Methyl formate, acetic acid, and glycolaldehyde comprise an isomeric family that is abundant in the interstellar medium. Their astronomically observed relative abundances are commonly used to gain insights into the potential formation pathways of these complex organic molecules (iCOMs). Several of the proposed synthesis routes involve their protonated analogs. However, to date, only limited spectroscopic data are available on any of the protonated isomers, hampering their astronomical detection that might shed light on specific formation pathways. Here, we present the first broadband vibrational study of protonated methyl formate, acetic acid, and glycolaldehyde (m/z 61, [C₂H₅O₂]⁺). The protonated species were formed in a storage ion source by electron impact ionization of the respective vapors (the dimer in the case of glycolaldehyde) and subsequent (self-)protonation reactions.

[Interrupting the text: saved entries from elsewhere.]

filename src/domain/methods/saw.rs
//! Simple Additive Weighting.
//!
//! Benefit columns are divided by their maximum, cost columns map their
//! minimum to 1, and each alternative scores `Σ w_j × r_ij`.

use serde::Serialize;

use super::PerformanceTable;
use crate::domain::analysis::{
    CalculationTrace, DecisionContext, FinalRanking, RankAggregator, ScoreMatrix,
};
use crate::domain::foundation::AnalysisError;

/// Result of a SAW evaluation.
#[derive(Debug, Clone, PartialEq, Serialize)]
pub struct SawReport {
    pub weights: Vec<f64>,
    pub normalized: ScoreMatrix,
    pub ranking: FinalRanking,
    pub trace: CalculationTrace,
}

/// SAW evaluator.
pub struct SawMethod;

impl SawMethod {
    pub fn evaluate(
        table: &PerformanceTable,
        ctx: &DecisionContext,
    ) -> Result<SawReport, AnalysisError> {
        let mut trace = CalculationTrace::new();

        let weights = table.normalized_weights()?;
        trace.record(format!("Normalized criterion weights: {:?}", weights));

        let normalized = ctx
            .normalizer
            .normalize_mixed(table.values(), &table.orientations())?;
        trace.record("Normalized decision matrix (benefit: x/max, cost: min/x)");

        let contributions: Vec<Vec<f64>> = (0..normalized.column_count())
            .map(|j| normalized.column(j))
            .collect();
        let ranking =
            RankAggregator::aggregate_additive(table.alternatives(), &weights, &contributions)?;
        for entry in ranking.ranked() {
            trace.record(format!("{}. {}: {:.4}", entry.rank, entry.name, entry.score));
        }

        Ok(SawReport {
            weights,
            normalized,
            ranking,
            trace,
        })
    }
}
//! Analysis domain events.
//!
//! Events published when a decision method finishes ranking alternatives.
//! They carry summarized results, not the full report.

use serde::{Deserialize, Serialize};
use std::collections::HashMap;
use std::fmt;

use super::FinalRanking;
use crate::domain::foundation::{domain_event, EventId, SessionId, Timestamp};

/// Aggregation convention that produced a ranking.
#[derive(Debug, Clone, Copy, PartialEq, Eq, Hash, Serialize, Deserialize)]
#[serde(rename_all = "snake_case")]
pub enum MethodKind {
    Ahp,
    Saw,
    Wp,
    Maut,
}

impl fmt::Display for MethodKind {
    fn fmt(&self, f: &mut fmt::Formatter<'_>) -> fmt::Result {
        let s = match self {
            MethodKind::Ahp => "ahp",
            MethodKind::Saw => "saw",
            MethodKind::Wp => "wp",
            MethodKind::Maut => "maut",
        };
        write!(f, "{}", s)
    }
}

/// Published when a method has ranked the alternatives of a session.
#[derive(Debug, Clone, PartialEq, Serialize, Deserialize)]
pub struct RankingComputed {
    /// Unique event identifier for deduplication.
    pub event_id: EventId,
    pub session_id: SessionId,
    pub method: MethodKind,
    /// Map of alternative name -> final score.
    pub alternative_scores: HashMap<String, f64>,
    /// Name of the best-scoring alternative (None if the top two tie).
    pub best_alternative: Option<String>,
    pub computed_at: Timestamp,
}

impl RankingComputed {
    /// Summarizes `ranking` as an event stamped now.
    pub fn from_ranking(session_id: SessionId, method: MethodKind, ranking: &FinalRanking) -> Self {
        Self {
            event_id: EventId::new(),
            session_id,
            method,
            alternative_scores: ranking.score_map(),
            best_alternative: ranking.best().map(|r| r.name.clone()),
            computed_at: Timestamp::now(),
        }
    }
}

domain_event!(
    RankingComputed,
    event_type = "analysis.ranking_computed",
    schema_version = 1,
    aggregate_id = session_id,
    occurred_at = computed_at,
    event_id = event_id
);

#[cfg(test)]
mod tests {
    use super::*;
    use crate::domain::analysis::ItemSet;
    use crate::domain::foundation::DomainEvent;

    fn ranking(scores: Vec<f64>) -> FinalRanking {
        FinalRanking::new(&ItemSet::new(vec!["alt-1", "alt-2"]).unwrap(), scores).unwrap()
    }

    #[test]
    fn ranking_computed_names_best_alternative() {
        let event = RankingComputed::from_ranking(
            SessionId::new(),
            MethodKind::Saw,
            &ranking(vec![0.3, 0.7]),
        );

        assert_eq!(event.best_alternative.as_deref(), Some("alt-2"));
        assert_eq!(event.alternative_scores.get("alt-1"), Some(&0.3));
    }

    #[test]
    fn ranking_computed_has_no_best_on_tie() {
        let event = RankingComputed::from_ranking(
            SessionId::new(),
            MethodKind::Maut,
            &ranking(vec![0.5, 0.5]),
        );

        assert!(event.best_alternative.is_none());
    }

    #[test]
    fn ranking_computed_event_contract() {
        let session_id = SessionId::new();
        let event =
            RankingComputed::from_ranking(session_id, MethodKind::Ahp, &ranking(vec![0.6, 0.4]));

        assert_eq!(event.event_type(), "analysis.ranking_computed");
        assert_eq!(event.schema_version(), 1);
        assert_eq!(event.aggregate_id(), session_id.to_string());
        assert_eq!(event.event_id(), event.event_id);
    }

    #[test]
    fn method_kind_serializes_snake_case() {
        assert_eq!(serde_json::to_string(&MethodKind::Wp).unwrap(), "\"wp\"");
        assert_eq!(MethodKind::Maut.to_string(), "maut");
    }
}
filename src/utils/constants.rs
//! Shared constants and invariants

/// Workflow every session is created for.
pub const WORKFLOW_ID: &str = "wf_690f89e6ad3481908e6b3aaf13d73648023a37965a01916e";
/// Metadata tag attached to every session.
pub const METADATA_SOURCE_KEY: &str = "source";
pub const METADATA_SOURCE_VALUE: &str = "bizscanfix_web_portal";

pub const SESSION_ROUTE: &str = "/api/chatkit/session";

// Vendor
pub const DEFAULT_VENDOR_BASE_URL: &str = "https://api.openai.com/v1";
pub const DEFAULT_API_KEY_ENV: &str = "OPENAI_API_KEY";
pub const DEFAULT_HTTP_TIMEOUT_MS: u64 = 30_000;
pub const CHATKIT_SESSIONS_PATH: &str = "/chatkit/sessions";
pub const CHATKIT_BETA_HEADER: &str = "OpenAI-Beta";
pub const CHATKIT_BETA_VALUE: &str = "chatkit_beta=v1";

// Server
pub const DEFAULT_HOST: &str = "0.0.0.0";
pub const DEFAULT_PORT: &str = "8000";
pub const DEFAULT_METRICS_PATH: &str = "/metrics";
pub const DEFAULT_LOG_LEVEL: &str = "info";
pub mod common;
mod session_flow;
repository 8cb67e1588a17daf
//! Configuration validation with aggregated errors.
//! Every issue found is collected so the operator sees all of them at once.

use tracing::{error, info};

use crate::config::service::{ServiceConfig, SessionConfig, VendorConfig};
use crate::config::settings::{LoggingConfig, SettingsConfig};
use crate::observability::metrics::get_metrics;
use crate::utils::constants::SESSION_ROUTE;

/// Public entrypoint: returns Ok(()) or Err(Vec<String>) containing all issues.
pub async fn validate_service_config(cfg: &ServiceConfig) -> Result<(), Vec<String>> {
    let mut errors: Vec<String> = Vec::new();

    validate_settings(&cfg.settings, &mut errors);
    validate_vendor(&cfg.vendor, &mut errors);
    validate_session(&cfg.session, &mut errors);

    if errors.is_empty() {
        info!("config validation passed");
        Ok(())
    } else {
        let metrics = get_metrics().await;
        for e in &errors {
            error!("config validation error: {}", e);
            metrics.config_validation_errors.inc();
        }
        Err(errors)
    }
}

fn validate_settings(settings: &SettingsConfig, errors: &mut Vec<String>) {
    let server = &settings.server;
    if server.host.trim().is_empty() {
        errors.push("settings.server.host must not be empty".to_string());
    }
    match server.port.trim().parse::<u16>() {
        Ok(0) => errors.push("settings.server.port must be greater than 0".to_string()),
        Ok(_) => {}
        Err(_) => errors.push(format!(
            "settings.server.port '{}' is not a valid port number",
            server.port
        )),
    }

    let metrics = &settings.metrics;
    if metrics.is_enabled {
        if !metrics.path.starts_with('/') {
            errors.push(format!(
                "settings.metrics.path '{}' must start with '/'",
                metrics.path
            ));
        }
        if metrics.path == SESSION_ROUTE {
            errors.push(format!(
                "settings.metrics.path '{}' collides with the session route",
                metrics.path
            ));
        }
    }

    if let Some(logging) = &settings.logging {
        validate_logging(logging, errors);
    }
}

fn validate_logging(logging: &LoggingConfig, errors: &mut Vec<String>) {
    if logging.level.trim().is_empty() {
        errors.push("settings.logging.level must not be empty".to_string());
    }
}

fn validate_vendor(vendor: &VendorConfig, errors: &mut Vec<String>) {
    let base_url = vendor.base_url.trim();
    if base_url.is_empty() {
        errors.push("vendor.base_url must not be empty".to_string());
    } else if !(base_url.starts_with("http://") || base_url.starts_with("https://")) {
        errors.push(format!(
            "vendor.base_url '{}' must start with http:// or https://",
            base_url
        ));
    } else if reqwest::Url::parse(base_url).is_err() {
        errors.push(format!("vendor.base_url '{}' is not a valid URL", base_url));
    }

    if vendor.timeout_ms == 0 {
        errors.push("vendor.timeout_ms must be greater than 0".to_string());
    }
    if vendor.api_key_env.trim().is_empty() {
        errors.push("vendor.api_key_env must name an environment variable".to_string());
    }
}

fn validate_session(session: &SessionConfig, errors: &mut Vec<String>) {
    if session.workflow_id.trim().is_empty() {
        errors.push("session.workflow_id must not be empty".to_string());
    }
    for key in session.metadata.keys() {
        if key.trim().is_empty() {
            errors.push("session.metadata keys must not be empty".to_string());
        }
    }
}
pub mod config_loader;
pub mod constants;
pub mod logging;
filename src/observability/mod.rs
pub mod metrics;
pub mod routes;
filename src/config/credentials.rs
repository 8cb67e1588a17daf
use anyhow::{anyhow, Result};
use std::fmt;

/// Vendor api key. Debug output is redacted.
#[derive(Clone)]
pub struct ApiCredential(String);

impl ApiCredential {
    pub fn new(value: impl Into<String>) -> Self {
        Self(value.into())
    }

    /// Read the key from `var`. Unset or blank is a startup error.
    pub fn from_env(var: &str) -> Result<Self> {
        let value = std::env::var(var)
            .map_err(|_| anyhow!("required environment variable {} is not set", var))?;
        if value.trim().is_empty() {
            return Err(anyhow!("required environment variable {} is empty", var));
        }
        Ok(Self(value.trim().to_owned()))
    }

    pub fn expose(&self) -> &str {
        &self.0
    }
}

impl fmt::Debug for ApiCredential {
    fn fmt(&self, f: &mut fmt::Formatter<'_>) -> fmt::Result {
        f.write_str("ApiCredential(***)")
    }
}
use serde::Deserialize;

use crate::utils::constants::{
    DEFAULT_HOST, DEFAULT_LOG_LEVEL, DEFAULT_METRICS_PATH, DEFAULT_PORT,
};

/// ================================
/// Global service-wide settings
/// ================================
#[derive(Debug, Deserialize, Clone, Default)]
pub struct SettingsConfig {
    #[serde(default)]
    pub server: ServerConfig,
    #[serde(default)]
    pub metrics: MetricsConfig,
    pub logging: Option<LoggingConfig>,
}

#[derive(Debug, Deserialize, Clone)]
pub struct MetricsConfig {
    #[serde(default = "default_metrics_path")]
    pub path: String,
    #[serde(default)]
    pub is_enabled: bool,
}

impl Default for MetricsConfig {
    fn default() -> Self {
        Self {
            path: default_metrics_path(),
            is_enabled: false,
        }
    }
}

#[derive(Debug, Deserialize, Clone)]
pub struct ServerConfig {
    #[serde(default = "default_host")]
    pub host: String,
    /// kept as a string so `${PORT:8000}` expansion works in yaml
    #[serde(default = "default_port")]
    pub port: String,
}

impl Default for ServerConfig {
    fn default() -> Self {
        Self {
            host: default_host(),
            port: default_port(),
        }
    }
}

impl ServerConfig {
    pub fn bind_addr(&self) -> String {
        format!("{}:{}", self.host, self.port)
    }
}

/// ================================
/// Logging
/// ================================
#[derive(Debug, Deserialize, Clone)]
pub struct LoggingConfig {
    #[serde(default = "default_log_level")]
    pub level: String, // allowed: trace, debug, info, warn, error
    #[serde(default = "LogFormat::from_env")]
    pub format: LogFormat,
}

impl LoggingConfig {
    pub fn new(level: String, format: LogFormat) -> Self {
        Self { level, format }
    }
}

impl Default for LoggingConfig {
    fn default() -> Self {
        Self::new(default_log_level(), LogFormat::from_env())
    }
}

#[derive(Clone, Debug, Deserialize, PartialEq, Eq)]
#[serde(rename_all = "lowercase")]
pub enum LogFormat {
    Json,
    Compact,
}

impl LogFormat {
    /// `LOG_FORMAT=compact|text` selects compact, anything else json.
    pub fn from_env() -> Self {
        match std::env::var("LOG_FORMAT")
            .unwrap_or_else(|_| "json".to_string())
            .to_lowercase()
            .as_str()
        {
            "compact" | "text" => LogFormat::Compact,
            _ => LogFormat::Json,
        }
    }
}

fn default_metrics_path() -> String {
    DEFAULT_METRICS_PATH.to_string()
}

fn default_host() -> String {
    DEFAULT_HOST.to_string()
}

fn default_port() -> String {
    DEFAULT_PORT.to_string()
}

fn default_log_level() -> String {
    DEFAULT_LOG_LEVEL.to_string()
}
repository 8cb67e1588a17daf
use axum::{
    http::StatusCode,
    response::{IntoResponse, Response},
    Json,
};
use serde::Serialize;
use std::fmt;

/// Failure while creating a session. The vendor's error is kept for logs
/// but never shown to the caller.
#[derive(Debug)]
pub enum SessionError {
    Vendor(anyhow::Error),
}

impl fmt::Display for SessionError {
    fn fmt(&self, f: &mut fmt::Formatter<'_>) -> fmt::Result {
        match self {
            SessionError::Vendor(e) => write!(f, "Vendor error: {}", e),
        }
    }
}

impl std::error::Error for SessionError {}

#[derive(Serialize)]
struct ErrorResponse {
    error: &'static str,
    message: &'static str,
}

impl IntoResponse for SessionError {
    fn into_response(self) -> Response {
        let body = Json(ErrorResponse {
            error: "internal_error",
            message: "Internal Server Error",
        });

        (StatusCode::INTERNAL_SERVER_ERROR, body).into_response()
    }
}

impl From<anyhow::Error> for SessionError {
    fn from(err: anyhow::Error) -> Self {
        SessionError::Vendor(err)
    }
}
use clap::ValueEnum;
use tracing_subscriber::fmt::time::UtcTime;
use tracing_subscriber::{fmt, EnvFilter, layer::SubscriberExt, util::SubscriberInitExt};
use crate::config::service::ServiceConfig;
use crate::config::settings::{LogFormat, LoggingConfig};


#[derive(Debug, Clone, Copy, ValueEnum)]
pub enum LogLevel {
    TRACE,
    DEBUG,
    INFO,
    WARN,
    ERROR,
}

impl LogLevel {
    pub fn as_str(&self) -> &'static str {
        match *self {
            LogLevel::TRACE => "trace",
            LogLevel::DEBUG => "debug",
            LogLevel::INFO => "info",
            LogLevel::WARN => "warn",
            LogLevel::ERROR => "error",
        }
    }
}

/// CLI level wins over the config file, config wins over the default.
pub fn resolve(service_config: &ServiceConfig, arg_log_level: Option<LogLevel>) -> LoggingConfig {
    let config = service_config.settings.logging.clone().unwrap_or_default();
    match arg_log_level {
        Some(level) => LoggingConfig::new(level.as_str().to_owned(), config.format),
        None => config,
    }
}

pub fn run(service_config: &ServiceConfig, arg_log_level: Option<LogLevel>) {
    init_logging(&resolve(service_config, arg_log_level));
}


/// Initialize tracing with the desired config.
pub fn init_logging(cfg: &LoggingConfig) {
    let env_filter = EnvFilter::try_new(&cfg.level)
        .unwrap_or_else(|_| EnvFilter::new("info"));

    // Base layer: filter + writer
    let registry = tracing_subscriber::registry().with(env_filter);

    // Choose format layer
    match cfg.format {
        LogFormat::Json => {
            let layer = fmt::layer()
                .json()
                .with_timer(UtcTime::rfc_3339())
                .flatten_event(true)
                .with_ansi(false);

            let _ = registry.with(layer).try_init();
        }
        LogFormat::Compact => {
            let layer = fmt::layer()
                .compact()
                .with_timer(UtcTime::rfc_3339())
                .with_ansi(true);

            let _ = registry.with(layer).try_init();
        }
    };
}
use std::{fs, path::Path};
use crate::config::proc_validator;
use crate::config::service::ServiceConfig;
use crate::config::settings::LoggingConfig;
use crate::observability::metrics::get_metrics;
use anyhow::{anyhow, Result};
use regex::Regex;
use tracing::{debug, error};

/// Load and validate config from YAML file
pub async fn file_to_config(path: &Path) -> Result<ServiceConfig> {
    let content = fs::read_to_string(path)
        .map_err(|e| anyhow!("cannot read {}: {}", path.display(), e))?;

    let expanded = expand_env_vars(&content)?;
    parse_config(expanded).await
}

pub async fn parse_config(content: String) -> Result<ServiceConfig> {
    let metrics = get_metrics().await;
    // an empty file is a valid "all defaults" config
    let mut service_config: ServiceConfig = if content.trim().is_empty() {
        ServiceConfig::default()
    } else {
        serde_yaml::from_str(&content).inspect_err(|e| {
            error!("parse config error: {}", e);
            metrics.config_validation_errors.inc();
        })?
    };

    // Apply defaults
    if service_config.settings.logging.is_none() {
        service_config.settings.logging = Some(LoggingConfig::default());
    }
    service_config.settings.server.host = service_config.settings.server.host.trim().to_owned();
    service_config.settings.server.port = service_config.settings.server.port.trim().to_owned();
    service_config.vendor.api_key_env = service_config.vendor.api_key_env.trim().to_owned();
    service_config.vendor.base_url = service_config
        .vendor
        .base_url
        .trim()
        .trim_end_matches('/')
        .to_owned();

    debug!("validation config ...");
    proc_validator::validate_service_config(&service_config)
        .await
        .map_err(|errors| anyhow!("config is not valid:\n  - {}", errors.join("\n  - ")))?;

    Ok(service_config)
}

/// Replace `${NAME}` / `${NAME:default}` with values from the environment.
fn expand_env_vars(input: &str) -> Result<String> {
    let re = Regex::new(r"\$\{(\w+)(?::([^\}]*))?\}")?;
    Ok(re
        .replace_all(input, |caps: &regex::Captures| {
            let var = &caps[1];
            let default = caps.get(2).map(|m| m.as_str()).unwrap_or("");
            std::env::var(var).unwrap_or_else(|_| default.to_string())
        })
        .to_string())
}
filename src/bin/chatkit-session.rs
use clap::arg;
use clap::command;
use clap::Parser;
use chatkit_session::server;
use chatkit_session::utils::config_loader;
use chatkit_session::utils::logging;
use anyhow::Result;
use chatkit_session::utils::logging::LogLevel;
use tracing::info;

#[derive(Parser)]
#[command(author, version, about, long_about = None)]
struct Args {
    /// YAML config; built-in defaults are used when omitted
    #[arg(short, long, env = "CONFIG")]
    config: Option<String>,
    #[arg(long, env = "LOG_LEVEL", value_enum)]
    log_level: Option<LogLevel>,
}

#[tokio::main]
async fn main() -> Result<()> {
    // -------------------------------
    // 1. Load YAML config
    // -------------------------------

    let args = Args::parse();
    let service_config = config_loader::run(args.config.as_deref()).await?;

    // -------------------------------
    // 2. Logging
    // -------------------------------

    logging::run(&service_config, args.log_level);

    // -------------------------------
    // 3. Vendor credential + ChatKit client
    //
    // fails fast when the api key env var is missing
    // -------------------------------

    let state = server::server::build_state(&service_config).await?;

    // -------------------------------
    // 4. Start http server
    // -------------------------------

    info!("Service starting...");
    server::server::start(&service_config.settings, state).await?;

    Ok(())
}
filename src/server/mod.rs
pub mod server;
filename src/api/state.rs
use std::sync::Arc;

use crate::{
    db::{Catalog, FavoriteStore, MemoryStore},
    services::{FavoritesService, DEFAULT_MAX_FAVORITES, DEFAULT_RECOMMENDATION_LIMIT},
};

/// Shared application state
#[derive(Clone)]
pub struct AppState {
    pub catalog: Arc<dyn Catalog>,
    pub favorites: Arc<FavoritesService>,
}

impl Default for AppState {
    fn default() -> Self {
        Self::in_memory(DEFAULT_MAX_FAVORITES, DEFAULT_RECOMMENDATION_LIMIT)
    }
}

impl AppState {
    /// Wires the catalog and favorites service over the given backends
    pub fn new(
        catalog: Arc<dyn Catalog>,
        store: Arc<dyn FavoriteStore>,
        max_favorites: usize,
        recommendation_limit: usize,
    ) -> Self {
        let favorites = Arc::new(FavoritesService::new(
            catalog.clone(),
            store,
            max_favorites,
            recommendation_limit,
        ));
        Self { catalog, favorites }
    }

    /// Creates state over a fresh, empty in-memory store
    pub fn in_memory(max_favorites: usize, recommendation_limit: usize) -> Self {
        let store = Arc::new(MemoryStore::new());
        Self::new(store.clone(), store, max_favorites, recommendation_limit)
    }
}
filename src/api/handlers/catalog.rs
//! Author and book management handlers.

use axum::{
    extract::{Path, Query, State},
    http::StatusCode,
    Json,
};
use serde::Deserialize;

use crate::{
    api::AppState,
    error::{AppError, AppResult},
    models::{Author, AuthorId, Book, BookId},
};

use super::validate_text;

#[derive(Debug, Deserialize)]
pub struct AuthorRequest {
    pub name: String,
}

#[derive(Debug, Deserialize)]
pub struct BookRequest {
    pub title: String,
    pub author_id: AuthorId,
}

#[derive(Debug, Deserialize)]
pub struct BookQuery {
    pub search: Option<String>,
}

fn author_not_found(id: AuthorId) -> AppError {
    AppError::NotFound(format!("Author {}", id))
}

fn book_not_found(id: BookId) -> AppError {
    AppError::NotFound(format!("Book {}", id))
}

/// List all authors
pub async fn list_authors(State(state): State<AppState>) -> AppResult<Json<Vec<Author>>> {
    Ok(Json(state.catalog.list_authors().await?))
}

/// Create a new author
pub async fn create_author(
    State(state): State<AppState>,
    Json(request): Json<AuthorRequest>,
) -> AppResult<(StatusCode, Json<Author>)> {
    let name = validate_text("name", &request.name)?;
    let author = state.catalog.create_author(&name).await?;
    tracing::info!(author_id = author.id, "Author created");
    Ok((StatusCode::CREATED, Json(author)))
}

pub async fn get_author(
    State(state): State<AppState>,
    Path(id): Path<AuthorId>,
) -> AppResult<Json<Author>> {
    state
        .catalog
        .get_author(id)
        .await?
        .map(Json)
        .ok_or_else(|| author_not_found(id))
}

pub async fn update_author(
    State(state): State<AppState>,
    Path(id): Path<AuthorId>,
    Json(request): Json<AuthorRequest>,
) -> AppResult<Json<Author>> {
    let name = validate_text("name", &request.name)?;
    state
        .catalog
        .update_author(id, &name)
        .await?
        .map(Json)
        .ok_or_else(|| author_not_found(id))
}

/// Delete an author together with their books
pub async fn delete_author(
    State(state): State<AppState>,
    Path(id): Path<AuthorId>,
) -> AppResult<StatusCode> {
    if !state.catalog.delete_author(id).await? {
        return Err(author_not_found(id));
    }
    tracing::info!(author_id = id, "Author deleted");
    Ok(StatusCode::NO_CONTENT)
}

/// List books, optionally filtered by a title or author-name substring
pub async fn list_books(
    State(state): State<AppState>,
    Query(query): Query<BookQuery>,
) -> AppResult<Json<Vec<Book>>> {
    let books = match query.search.as_deref().map(str::trim) {
        Some(search) if !search.is_empty() => state.catalog.search_books(search).await?,
        _ => state.catalog.list_books(None).await?,
    };
    Ok(Json(books))
}

/// Create a new book
pub async fn create_book(
    State(state): State<AppState>,
    Json(request): Json<BookRequest>,
) -> AppResult<(StatusCode, Json<Book>)> {
    let title = validate_text("title", &request.title)?;
    let book = state.catalog.create_book(&title, request.author_id).await?;
    tracing::info!(book_id = book.id, author_id = book.author_id, "Book created");
    Ok((StatusCode::CREATED, Json(book)))
}

pub async fn get_book(
    State(state): State<AppState>,
    Path(id): Path<BookId>,
) -> AppResult<Json<Book>> {
    state
        .catalog
        .get_book(id)
        .await?
        .map(Json)
        .ok_or_else(|| book_not_found(id))
}

pub async fn update_book(
    State(state): State<AppState>,
    Path(id): Path<BookId>,
    Json(request): Json<BookRequest>,
) -> AppResult<Json<Book>> {
    let title = validate_text("title", &request.title)?;
    state
        .catalog
        .update_book(id, &title, request.author_id)
        .await?
        .map(Json)
        .ok_or_else(|| book_not_found(id))
}

/// Delete a book; favorites pointing at it go with it
pub async fn delete_book(
    State(state): State<AppState>,
    Path(id): Path<BookId>,
) -> AppResult<StatusCode> {
    if !state.catalog.delete_book(id).await? {
        return Err(book_not_found(id));
    }
    tracing::info!(book_id = id, "Book deleted");
    Ok(StatusCode::NO_CONTENT)
}
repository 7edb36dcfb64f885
pub mod handlers;
pub mod routes;
pub mod state;

pub use routes::create_router;
pub use state::AppState;
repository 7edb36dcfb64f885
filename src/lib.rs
pub mod api;
pub mod config;
pub mod db;
pub mod error;
pub mod middleware;
pub mod models;
pub mod services;
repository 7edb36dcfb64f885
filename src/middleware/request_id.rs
use axum::{
    body::Body,
    extract::Request,
    http::{HeaderMap, HeaderValue},
    middleware::Next,
    response::Response,
};
use uuid::Uuid;

/// HTTP header carrying the request ID in both directions
pub const REQUEST_ID_HEADER: &str = "x-request-id";

/// Correlation ID stored in request extensions
#[derive(Clone, Copy, Debug, PartialEq, Eq)]
pub struct RequestId(pub Uuid);

impl RequestId {
    /// Reuses a well-formed incoming ID, otherwise mints a fresh v4
    pub fn from_headers(headers: &HeaderMap) -> Self {
        headers
            .get(REQUEST_ID_HEADER)
            .and_then(|h| h.to_str().ok())
            .and_then(|s| Uuid::parse_str(s.trim()).ok())
            .map(Self)
            .unwrap_or_default()
    }
}

impl Default for RequestId {
    fn default() -> Self {
        Self(Uuid::new_v4())
    }
}

impl std::fmt::Display for RequestId {
    fn fmt(&self, f: &mut std::fmt::Formatter<'_>) -> std::fmt::Result {
        write!(f, "{}", self.0)
    }
}

/// Attaches a [`RequestId`] to every request and echoes it on the response
pub async fn request_id_middleware(mut request: Request, next: Next) -> Response {
    let request_id = RequestId::from_headers(request.headers());
    request.extensions_mut().insert(request_id);

    let mut response = next.run(request).await;

    if let Ok(value) = HeaderValue::from_str(&request_id.to_string()) {
        response.headers_mut().insert(REQUEST_ID_HEADER, value);
    }

    response
}

/// `TraceLayer` span factory tagging each HTTP span with its request ID
pub fn make_span_with_request_id(request: &Request<Body>) -> tracing::Span {
    let request_id = request
        .extensions()
        .get::<RequestId>()
        .map(ToString::to_string)
        .unwrap_or_else(|| "unknown".to_string());

    tracing::info_span!(
        "http_request",
        method = %request.method(),
        uri = %request.uri(),
        request_id = %request_id,
    )
}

The vibrational spectra of the mass-selected ions were recorded in the range of 640–1800 cm^–1using Ne-tagging infrared predissociation spectroscopy in a cryogenic 22-pole ion trap instrument coupled to the infrared free-electron lasers at the FELIX Laboratory. The experimental spectra are compared to calculated vibrational frequencies obtained at the B2PLYP-D3 level of theory using different basis sets and methods, and the influence of anharmonicity on the spectra is discussed. Protonated forms of both structural conformers of methyl formate (syn and anti) were observed and assigned, with protonation on the carbonyl oxygen in the trans (lowest-energy conformer) and cis orientation, respectively. Dominantly, the lowest-energy conformer EZ of carbonyl-protonated acetic acid was observed when using acetic acid as precursor. When using the glycolaldehyde dimer as a precursor, the lowest-energy conformers of both protonated glycolaldehyde and acetic acid were observed.